**GOAL OF THE EXERCISE**. Search the records below for "CrosstermBackend"; copy each line that has it.

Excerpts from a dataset
☆ ☆ ☆ ☆ ☆

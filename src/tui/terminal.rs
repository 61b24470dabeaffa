//! Terminal setup and teardown
//!
//! This module handles initializing and restoring the terminal state,
//! including setting up the panic hook to restore the terminal on crash.

use anyhow::Result;
use crossterm::{
    execute,
    terminal::{disable_raw_mode, enable_raw_mode, EnterAlternateScreen, LeaveAlternateScreen},
};
use ratatui::{backend::CrosstermBackend, Terminal};
use std::io::{self, Stdout};
use std::panic;
use tracing::info;

use crate::config::paths::SurveyPaths;
use crate::config::settings::Settings;
use crate::submission::SurveyResponse;

use super::app::App;
use super::event::{Event, EventHandler};
use super::handler::handle_event;

/// Type alias for our terminal
pub type Tui = Terminal<CrosstermBackend<Stdout>>;

/// Initialize the terminal for TUI mode
pub fn init_terminal() -> Result<Tui> {
    // Set up panic hook to restore terminal on panic
    let original_hook = panic::take_hook();
    panic::set_hook(Box::new(move |panic_info| {
        let _ = restore_terminal_impl();
        original_hook(panic_info);
    }));

    enable_raw_mode()?;
    let mut stdout = io::stdout();
    execute!(stdout, EnterAlternateScreen)?;

    let backend = CrosstermBackend::new(stdout);
    let terminal = Terminal::new(backend)?;

    Ok(terminal)
}

/// Restore the terminal to its original state
pub fn restore_terminal() -> Result<()> {
    restore_terminal_impl()?;
    Ok(())
}

fn restore_terminal_impl() -> Result<()> {
    disable_raw_mode()?;
    execute!(io::stdout(), LeaveAlternateScreen)?;
    Ok(())
}

/// Run the interactive survey form
///
/// Returns the completed response, or `None` if the user quit first.
pub fn run_tui(paths: &SurveyPaths, settings: &Settings) -> Result<Option<SurveyResponse>> {
    info!(log = %paths.log_file().display(), "starting interactive survey");

    let mut terminal = init_terminal()?;
    let mut app = App::new(settings);
    let events = EventHandler::default();

    let result = event_loop(&mut terminal, &mut app, &events);
    restore_terminal()?;
    result?;

    Ok(app.response)
}

fn event_loop(terminal: &mut Tui, app: &mut App, events: &EventHandler) -> Result<()> {
    loop {
        terminal.draw(|frame| super::views::render(frame, app))?;

        match events.next()? {
            Event::Tick | Event::Resize(_, _) => {}
            event => handle_event(app, event)?,
        }

        if app.should_quit {
            return Ok(());
        }
    }
}
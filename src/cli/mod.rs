//! CLI command handlers
//!
//! This module contains the implementation of CLI commands,
//! bridging the clap argument parsing with the form controller.

pub mod check;
pub mod fill;

pub use check::{handle_check_command, CheckArgs};
pub use fill::{handle_fill_command, FillArgs};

☆ ☆ ☆ ☆ ☆

**REPLY TO THE EXERCISE**.
use ratatui::{backend::CrosstermBackend, Terminal};
pub type Tui = Terminal<CrosstermBackend<Stdout>>;
    let backend = CrosstermBackend::new(stdout);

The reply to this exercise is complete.